Description of the task
Starting at the first line of the data below, write out each line exactly until you reach the line containing "use std::time::Duration;", and include that line too.

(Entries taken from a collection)
↓↓↓

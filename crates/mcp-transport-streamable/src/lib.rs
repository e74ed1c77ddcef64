//! Streamable HTTP transport adapter: a single axum endpoint speaking the
//! POST/GET/DELETE + SSE-upgrade contract of spec.md §4.7.
//!
//! Layered the way `turbomcp-transport-streamable` (pure session/SSE types)
//! and `turbomcp-transport::streamable_http_v2` (the axum wiring) split the
//! concern in the teacher: [`sse`] and [`config`] are pure and don't depend
//! on axum's own SSE types, while [`router`] is where they're converted to
//! `axum::response::sse::Event` at the point of writing to the wire.
//! [`session_store`] owns the per-session fan-out transport and replay
//! buffer; [`oauth`] is the bearer-token validation seam.

pub mod config;
pub mod oauth;
pub mod router;
pub mod session_store;
pub mod sse;

pub use config::{OAuthResourceMetadata, PostResponseMode, ReplayWindow, StreamableHttpConfig};
pub use oauth::{AuthValidator, NoopValidator, TokenClaims};
pub use router::{build_router, AppState};
pub use session_store::{HttpSession, InMemorySessionStore, SessionStore, SseTransport, StoredEvent};
pub use sse::{SseEncoder, SseEvent};
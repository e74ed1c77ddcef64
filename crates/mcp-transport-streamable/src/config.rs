//! Configuration for the streamable-HTTP transport: endpoint path, session
//! header name, SSE keepalive/replay window, and the optional OAuth
//! resource-metadata document, per spec.md §4.7 and SPEC_FULL.md §4.7/§11.
//!
//! Grounded in `turbomcp-transport::streamable_http_v2::StreamableHttpConfig`,
//! trimmed of the security-validator/rate-limiter fields that aren't part of
//! this core's scope (those live in the teacher's `turbomcp-transport::security`
//! module, which this crate does not carry forward).

use std::time::Duration;

/// How a POST carrying at least one request decides between a plain `200`
/// JSON reply and an SSE upgrade, resolving the Open Question in spec.md §9
/// ("the source has both... behaviors across versions").
#[derive(Debug, Clone, Copy, PartialEq, Eq)]
pub enum PostResponseMode {
    /// Always reply `200` with a single JSON body, regardless of `Accept`.
    AlwaysJson,
    /// Upgrade to `text/event-stream` whenever the client's `Accept` header
    /// allows it; otherwise fall back to `200` JSON. This is the default —
    /// it matches the negotiation spec.md §4.7 describes as the server's
    /// choice to make per request.
    PreferSseWhenAccepted,
}

/// Static OAuth protected-resource metadata served at
/// `/.well-known/oauth-protected-resource`, per spec.md §4.7. This engine
/// validates bearer tokens against this document; it never issues them.
#[derive(Debug, Clone)]
pub struct OAuthResourceMetadata {
    pub authorization_servers: Vec<String>,
    pub bearer_methods_supported: Vec<String>,
    pub scopes_supported: Vec<String>,
    pub resource_signing_alg_values_supported: Vec<String>,
}

impl Default for OAuthResourceMetadata {
    fn default() -> Self {
        Self {
            authorization_servers: Vec::new(),
            bearer_methods_supported: vec!["header".to_string()],
            scopes_supported: Vec::new(),
            resource_signing_alg_values_supported: vec!["RS256".to_string()],
        }
    }
}

/// Replay-window policy for the GET SSE stream's `Last-Event-ID` resumption,
/// resolving the Open Question in spec.md §9: "the replay window is
/// implementation-defined and should be documented by the implementer."
///
/// Default per SPEC_FULL.md §4.7: the smaller of 256 events or 5 minutes.
#[derive(Debug, Clone, Copy)]
pub struct ReplayWindow {
    pub max_events: usize,
    pub max_age: Duration,
}

impl Default for ReplayWindow {
    fn default() -> Self {
        Self {
            max_events: 256,
            max_age: Duration::from_secs(5 * 60),
        }
    }
}

/// Configuration for one streamable-HTTP endpoint.
#[derive(Debug, Clone)]
pub struct StreamableHttpConfig {
    /// HTTP header name carrying the session id (§4.7: "configurable name").
    pub session_header_name: String,
    /// Path the single MCP endpoint is mounted at.
    pub endpoint_path: String,
    /// SSE keepalive ping interval for the long-lived GET stream.
    pub keepalive_interval: Duration,
    pub replay_window: ReplayWindow,
    pub post_response_mode: PostResponseMode,
    /// Resource metadata served at `/.well-known/oauth-protected-resource`
    /// when authorization is enabled. `None` disables the well-known route.
    pub oauth_resource_metadata: Option<OAuthResourceMetadata>,
    /// The externally reachable base URL of this server, used to build the
    /// absolute `resource` field of the OAuth metadata document and the
    /// `WWW-Authenticate` challenge. Left relative (just `endpoint_path`)
    /// when the embedding application hasn't configured one.
    pub external_base_url: Option<String>,
}

impl Default for StreamableHttpConfig {
    fn default() -> Self {
        Self {
            session_header_name: "Mcp-Session-Id".to_string(),
            endpoint_path: "/mcp".to_string(),
            keepalive_interval: Duration::from_secs(15),
            replay_window: ReplayWindow::default(),
            post_response_mode: PostResponseMode::PreferSseWhenAccepted,
            oauth_resource_metadata: None,
            external_base_url: None,
        }
    }
}

#[cfg(test)]
mod tests {
    use super::*;

    #[test]
    fn defaults_match_spec_session_header() {
        let cfg = StreamableHttpConfig::default();
        assert_eq!(cfg.session_header_name, "Mcp-Session-Id");
        assert_eq!(cfg.endpoint_path, "/mcp");
    }

    #[test]
    fn replay_window_defaults_to_256_events_or_5_minutes() {
        let window = ReplayWindow::default();
        assert_eq!(window.max_events, 256);
        assert_eq!(window.max_age, Duration::from_secs(300));
    }
}
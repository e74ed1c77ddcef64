//! Transport-agnostic core: the [`Transport`] trait every wire adapter
//! implements, plus the message/error/state types shared by all of them.
//!
//! Concrete adapters (`mcp-stdio`, `mcp-transport-streamable`) depend on
//! this crate rather than on each other, so the dispatcher and request
//! engine in `mcp-engine` can be written once against `dyn Transport`.

pub mod error;
pub mod message;
pub mod traits;
pub mod types;

pub use error::{TransportError, TransportResult};
pub use message::{TransportMessage, TransportMessageMetadata};
pub use traits::Transport;
pub use types::{TransportState, TransportType};
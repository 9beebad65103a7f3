//! Shuffle Module
//!
//! Paired data/index files per writer shard, and the handlers that read them
//! back in bounded batches.
//!
//! ## File Format
//! ```text
//! {shard}_{n}.data
//! ┌──────────────┬──────────────┬─────┬──────────────┐
//! │ payload 0    │ payload 1    │ ... │ payload k    │   (no framing)
//! └──────────────┴──────────────┴─────┴──────────────┘
//!
//! {shard}_{n}.index  (36 bytes per block, little-endian)
//! ┌─────────┬───────────┬────────┬────────────┬─────────────┬────────────┐
//! │ Len (4) │ URawLen(4)│ CRC (4)│ BlockId (8)│ TaskAtt (8) │ Offset (8) │
//! └─────────┴───────────┴────────┴────────────┴─────────────┴────────────┘
//!   ... repeated, in the same order as the payloads ...
//! ```
//!
//! Offsets only grow, so consecutive entries can be merged into one ranged
//! read of the data file.

mod index;
mod partition;
mod reader;
mod writer;

use bytes::Bytes;

use crate::block_id::BlockId;
use crate::checksum;
use crate::error::{Result, ShuffleError};

pub use index::{decode_index_entries, IndexEntry, INDEX_ENTRY_SIZE};
pub use partition::PartitionReadHandler;
pub use reader::{plan_file_segments, ShardReadHandler};
pub use writer::ShuffleWriteHandler;

// =============================================================================
// Blocks
// =============================================================================

/// One checksummed block of partitioned payload, as handed to a writer
#[derive(Debug, Clone, PartialEq, Eq)]
pub struct ShufflePartitionedBlock {
    pub length: u32,
    pub uncompressed_length: u32,
    pub crc: u32,
    pub block_id: BlockId,
    pub task_attempt_id: u64,
    pub data: Bytes,
}

impl ShufflePartitionedBlock {
    /// Build a block, computing its length and CRC from the payload
    pub fn new(block_id: BlockId, task_attempt_id: u64, data: impl Into<Bytes>) -> Result<Self> {
        let data = data.into();
        let length = u32::try_from(data.len()).map_err(|_| {
            ShuffleError::InvalidBlock(format!(
                "block {} payload of {} bytes does not fit a u32 length",
                block_id.as_u64(),
                data.len()
            ))
        })?;

        Ok(Self {
            length,
            uncompressed_length: length,
            crc: checksum::crc32(&data),
            block_id,
            task_attempt_id,
            data,
        })
    }

    /// Reject blocks whose declared length disagrees with the payload
    pub(crate) fn validate(&self) -> Result<()> {
        if self.length as usize != self.data.len() {
            return Err(ShuffleError::InvalidBlock(format!(
                "block {} declares {} bytes but carries {}",
                self.block_id.as_u64(),
                self.length,
                self.data.len()
            )));
        }
        Ok(())
    }
}

// =============================================================================
// Read Results
// =============================================================================

/// Position of one block inside a read buffer
#[derive(Debug, Clone, Copy, PartialEq, Eq)]
pub struct BufferSegment {
    /// Offset relative to the start of the buffer
    pub offset: usize,
    pub length: usize,
    pub block_id: BlockId,
    pub task_attempt_id: u64,
    pub crc: u32,
    pub uncompressed_length: u32,
}

/// One planned ranged read of a data file
#[derive(Debug, Clone, PartialEq, Eq)]
pub struct FileSegment {
    /// Offset of the first byte in the data file
    pub offset: u64,
    /// Bytes covered, from the first block's start to the last block's end
    pub length: usize,
    pub buffer_segments: Vec<BufferSegment>,
}

/// A materialized batch: the bytes read plus the blocks inside them
#[derive(Debug, Clone, Default)]
pub struct ShuffleDataResult {
    buffer: Bytes,
    segments: Vec<BufferSegment>,
}

impl ShuffleDataResult {
    pub fn new(buffer: Bytes, segments: Vec<BufferSegment>) -> Self {
        Self { buffer, segments }
    }

    pub fn buffer(&self) -> &Bytes {
        &self.buffer
    }

    pub fn segments(&self) -> &[BufferSegment] {
        &self.segments
    }

    pub fn is_empty(&self) -> bool {
        self.segments.is_empty()
    }

    /// Payload of one segment, sharing the underlying buffer
    pub fn block_data(&self, segment: &BufferSegment) -> Bytes {
        self.buffer
            .slice(segment.offset..segment.offset + segment.length)
    }

    /// Iterate `(segment, payload)` pairs in buffer order
    pub fn blocks(&self) -> impl Iterator<Item = (&BufferSegment, Bytes)> + '_ {
        self.segments.iter().map(move |s| (s, self.block_data(s)))
    }

    pub fn into_parts(self) -> (Bytes, Vec<BufferSegment>) {
        (self.buffer, self.segments)
    }
}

↑↑↑

Answer to this task
filename crates/mcp-transport-streamable/src/lib.rs
repository e74ed1c77ddcef64
//! Streamable HTTP transport adapter: a single axum endpoint speaking the
//! POST/GET/DELETE + SSE-upgrade contract of spec.md §4.7.
//!
//! Layered the way `turbomcp-transport-streamable` (pure session/SSE types)
//! and `turbomcp-transport::streamable_http_v2` (the axum wiring) split the
//! concern in the teacher: [`sse`] and [`config`] are pure and don't depend
//! on axum's own SSE types, while [`router`] is where they're converted to
//! `axum::response::sse::Event` at the point of writing to the wire.
//! [`session_store`] owns the per-session fan-out transport and replay
//! buffer; [`oauth`] is the bearer-token validation seam.

pub mod config;
pub mod oauth;
pub mod router;
pub mod session_store;
pub mod sse;

pub use config::{OAuthResourceMetadata, PostResponseMode, ReplayWindow, StreamableHttpConfig};
pub use oauth::{AuthValidator, NoopValidator, TokenClaims};
pub use router::{build_router, AppState};
pub use session_store::{HttpSession, InMemorySessionStore, SessionStore, SseTransport, StoredEvent};
pub use sse::{SseEncoder, SseEvent};
repository e74ed1c77ddcef64
filename crates/mcp-transport-streamable/src/config.rs
//! Configuration for the streamable-HTTP transport: endpoint path, session
//! header name, SSE keepalive/replay window, and the optional OAuth
//! resource-metadata document, per spec.md §4.7 and SPEC_FULL.md §4.7/§11.
//!
//! Grounded in `turbomcp-transport::streamable_http_v2::StreamableHttpConfig`,
//! trimmed of the security-validator/rate-limiter fields that aren't part of
//! this core's scope (those live in the teacher's `turbomcp-transport::security`
//! module, which this crate does not carry forward).

use std::time::Duration;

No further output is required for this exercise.